Acoustic recordings:
- 1907 G&T recordings with Arthur Nikisch (Wolf, Bungert, Brahms, Strauss, Rubinstein) - six 10" and one 12" record/seven songs.
- 1911 Red Label German His Master's Voice recordings with Arthur Nikisch (Wolf, Brahms, Bungert, Strauss, Schumann, Schubert, Wagner) - ten 10" and seven 12" records/seventeen songs.
- 1913-1914 as above, with Bruno Seidler-Winkler (pno) - eleven 10" records/songs. (Strauss, Brahms, Schubert, Wolf).
- 1913-1914 as above, with orchestra cond. Seidler-Winkler - five 12" records/songs. (Strauss, Wagner, Gluck, Wolf).

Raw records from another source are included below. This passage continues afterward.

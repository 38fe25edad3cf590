//! TerminalRenderer: writes quiz snapshots to a line-oriented terminal.
//!
//! Input stays in cooked mode so the player can type suburb names. The
//! countdown is redrawn in place on the current line; a new round or the
//! end-of-game summary starts fresh lines.

use std::io::{self, Write};

use anyhow::Result;

use crossterm::{
    cursor,
    style::{Attribute, Color, Print, ResetColor, SetAttribute, SetForegroundColor},
    terminal, QueueableCommand,
};

use crate::core::GameSnapshot;
use crate::view::{QuizView, StatusView, SummaryView, TimeStyle};

pub struct TerminalRenderer<W: Write = io::Stdout> {
    out: W,
    view: QuizView,
    /// `(game_id, round index)` of the status line currently on screen
    status_line: Option<(u32, u32)>,
    summarized: Option<u32>,
    buf: Vec<u8>,
}

impl TerminalRenderer<io::Stdout> {
    pub fn new() -> Self {
        Self::with_writer(io::stdout())
    }
}

impl Default for TerminalRenderer<io::Stdout> {
    fn default() -> Self {
        Self::new()
    }
}

impl<W: Write> TerminalRenderer<W> {
    pub fn with_writer(out: W) -> Self {
        Self {
            out,
            view: QuizView::default(),
            status_line: None,
            summarized: None,
            buf: Vec::with_capacity(4 * 1024),
        }
    }

    pub fn with_view(mut self, view: QuizView) -> Self {
        self.view = view;
        self
    }

    pub fn writer(&self) -> &W {
        &self.out
    }

    pub fn into_inner(self) -> W {
        self.out
    }

    /// Draw one published snapshot.
    ///
    /// Repeated snapshots for the same round only rewrite the status line.
    /// A finished game prints its summary once.
    pub fn draw(&mut self, snapshot: &GameSnapshot) -> Result<()> {
        self.buf.clear();

        if let Some(summary) = self.view.summary(snapshot) {
            if self.summarized == Some(snapshot.game_id) {
                return Ok(());
            }
            self.end_status_line()?;
            encode_summary_into(&summary, &mut self.buf)?;
            self.summarized = Some(snapshot.game_id);
        } else if let Some(status) = self.view.status(snapshot) {
            let key = (snapshot.game_id, status.round);
            if self.status_line != Some(key) {
                self.end_status_line()?;
                encode_prompt_into(&status, &mut self.buf)?;
            }
            encode_status_into(&status, &mut self.buf)?;
            self.status_line = Some(key);
        } else {
            return Ok(());
        }

        self.flush_buf()
    }

    /// Print an informational line below whatever is on screen.
    pub fn message(&mut self, text: &str) -> Result<()> {
        self.buf.clear();
        self.end_status_line()?;
        for line in text.lines() {
            self.buf.queue(Print(line))?;
            self.buf.queue(Print("\r\n"))?;
        }
        self.flush_buf()
    }

    /// Forget the on-screen status so the next snapshot starts a new line.
    pub fn invalidate(&mut self) {
        self.status_line = None;
    }

    fn end_status_line(&mut self) -> Result<()> {
        if self.status_line.take().is_some() {
            self.buf.queue(Print("\r\n"))?;
        }
        Ok(())
    }

    fn flush_buf(&mut self) -> Result<()> {
        self.out.write_all(&self.buf)?;
        self.out.flush()?;
        Ok(())
    }
}

/// Encode the "Find <target>" prompt line into `out`.
pub fn encode_prompt_into(status: &StatusView, out: &mut Vec<u8>) -> Result<()> {
    out.queue(SetAttribute(Attribute::Bold))?;
    out.queue(Print(status.prompt()))?;
    out.queue(SetAttribute(Attribute::Reset))?;
    out.queue(Print("\r\n"))?;
    Ok(())
}

/// Encode the in-place status line into `out` (no trailing newline).
pub fn encode_status_into(status: &StatusView, out: &mut Vec<u8>) -> Result<()> {
    out.queue(cursor::MoveToColumn(0))?;
    out.queue(terminal::Clear(terminal::ClearType::CurrentLine))?;
    out.queue(Print(status.round_text()))?;
    out.queue(Print(" | "))?;
    out.queue(SetForegroundColor(time_color(status.time_style)))?;
    out.queue(Print(status.time_text()))?;
    out.queue(ResetColor)?;
    Ok(())
}

/// Encode the end-of-game summary table into `out`.
pub fn encode_summary_into(summary: &SummaryView, out: &mut Vec<u8>) -> Result<()> {
    out.queue(SetAttribute(Attribute::Bold))?;
    out.queue(Print(summary.score_text()))?;
    out.queue(SetAttribute(Attribute::Reset))?;
    out.queue(Print("\r\n"))?;

    for row in &summary.rows {
        let color = if row.correct { Color::Green } else { Color::Red };
        out.queue(Print(format!(
            "{:>3}  {:<24} {:<24} ",
            row.index, row.target, row.guessed
        )))?;
        out.queue(SetForegroundColor(color))?;
        out.queue(Print(row.mark()))?;
        out.queue(ResetColor)?;
        out.queue(Print("\r\n"))?;
    }
    Ok(())
}

fn time_color(style: TimeStyle) -> Color {
    match style {
        TimeStyle::Normal => Color::Reset,
        TimeStyle::Danger => Color::Red,
    }
}

#[cfg(test)]
mod tests {
    use super::*;
    use crate::core::RoundSnapshot;

    fn snapshot(game_id: u32, current: usize, time_left: u32) -> GameSnapshot {
        let mut rounds: Vec<RoundSnapshot> = ["Richmond", "Fitzroy"]
            .iter()
            .enumerate()
            .map(|(i, t)| RoundSnapshot {
                index: i as u32 + 1,
                target: t.to_string(),
                time_left: 15,
                ..Default::default()
            })
            .collect();
        rounds[current].time_left = time_left;
        GameSnapshot {
            game_id,
            current_round: Some(rounds[current].clone()),
            rounds,
            game_finished: false,
        }
    }

    fn output(renderer: &TerminalRenderer<Vec<u8>>) -> String {
        String::from_utf8_lossy(renderer.writer()).into_owned()
    }

    #[test]
    fn prompt_printed_once_per_round() {
        let mut r = TerminalRenderer::with_writer(Vec::new());
        r.draw(&snapshot(1, 0, 15)).unwrap();
        r.draw(&snapshot(1, 0, 14)).unwrap();
        r.draw(&snapshot(1, 1, 15)).unwrap();

        let out = output(&r);
        assert_eq!(out.matches("Find Richmond").count(), 1);
        assert_eq!(out.matches("Find Fitzroy").count(), 1);
        assert!(out.contains("Round 1 of 2"));
        assert!(out.contains("Time left 14s"));
        assert!(out.contains("Round 2 of 2"));
    }

    #[test]
    fn summary_printed_once_per_game() {
        let mut finished = snapshot(1, 1, 0);
        finished.current_round = None;
        finished.game_finished = true;
        finished.rounds[0].guessed = Some("Richmond".into());
        finished.rounds[0].score = 1;
        finished.rounds[0].correct = true;

        let mut r = TerminalRenderer::with_writer(Vec::new());
        r.draw(&snapshot(1, 1, 1)).unwrap();
        r.draw(&finished).unwrap();
        r.draw(&finished).unwrap();

        let out = output(&r);
        assert_eq!(out.matches("Your final score is 1 / 2").count(), 1);
        assert!(out.contains("Richmond"));
        assert!(out.contains("✔"));
        assert!(out.contains("✘"));
    }

    #[test]
    fn new_game_with_same_round_index_reprompts() {
        let mut r = TerminalRenderer::with_writer(Vec::new());
        r.draw(&snapshot(1, 0, 15)).unwrap();
        r.draw(&snapshot(2, 0, 15)).unwrap();

        assert_eq!(output(&r).matches("Find Richmond").count(), 2);
    }

    #[test]
    fn idle_snapshot_draws_nothing() {
        let mut r = TerminalRenderer::with_writer(Vec::new());
        r.draw(&GameSnapshot::default()).unwrap();
        assert!(r.into_inner().is_empty());
    }

    #[test]
    fn message_ends_status_line() {
        let mut r = TerminalRenderer::with_writer(Vec::new());
        r.draw(&snapshot(1, 0, 15)).unwrap();
        r.message("type a suburb name").unwrap();

        let out = output(&r);
        assert!(out.ends_with("type a suburb name\r\n"));
        assert!(out.contains("\r\ntype a suburb name"));
    }

    #[test]
    fn danger_time_uses_red() {
        let mut plain = Vec::new();
        let mut danger = Vec::new();
        let view = QuizView::default();
        encode_status_into(&view.status(&snapshot(1, 0, 10)).unwrap(), &mut plain).unwrap();
        encode_status_into(&view.status(&snapshot(1, 0, 2)).unwrap(), &mut danger).unwrap();

        assert_ne!(plain, danger);
        assert_eq!(time_color(TimeStyle::Danger), Color::Red);
    }
}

- 1915 American Columbia, about 7 titles with orchestral accompaniment. (J. Strauss, Schulz, Grüber, and folk-songs)
- 1923 Aeolian Vocalion with Ivor Newton (pno) - six 12" records/songs. (Schubert, Grieg, Schumann, Strauss, Brahms)
- 1924 as above, with Harold Craxton (pno) - six 12" records/songs. (Schubert, Strauss and Brahms)
- 1924-1925 HMV red label, with ?Harold Craxton (pno) - seven titles (three 10" 2-sided records and one side unissued). (Schubert, Schumann, Wolf and Brahms)
Electric recordings:
- 1926 HMV red label, with Paula Hegner - eight songs, three 10" and two 12" records. (Brahms, Schubert)
- 1927 HMV red label, with Coenraad V. Bos - three songs, two 12" records. (Brahms, Reger)
- 1928 HMV Black Label Schubert Centenary Album - seven 12" and one 10" record (eight items from Winterreise, and ten other songs).
- 1929 HMV black label, with Harold Craxton - one 12" record, three songs (Brahms).
- 1929 HMV black label, with Coenraad V. Bos - two 12" records, six songs (Brahms).
- 1929 HMV red label, with Bos - one 10" record, three songs (Schubert and Wolf).
- 1929 HMV red label, with Bos - one 12" record, two songs (Schumann): another two sides of Schumann were recorded at this time (Wer machte dich so krank, and Alte Laute), but were not issued.
- 1932 HMV red label Hugo Wolf Society Volume I, with Coenraad V. Bos - six 12" records, nineteen songs.
- 1939 HMV White Label, privately published, with Gerald Moore - six 10" records, GR16-GR21. (Brahms, Complete Zigeunerlieder (eight songs), three other songs; Schubert (four), Wolf (two)).
- 1947-1948 HMV White Label, privately published, with Gerald Moore - (Schumann, Frauenliebe und -leben Complete, three 12" records). Also Schumann's Meine Rose was recorded, on one 12"" side, but was not issued.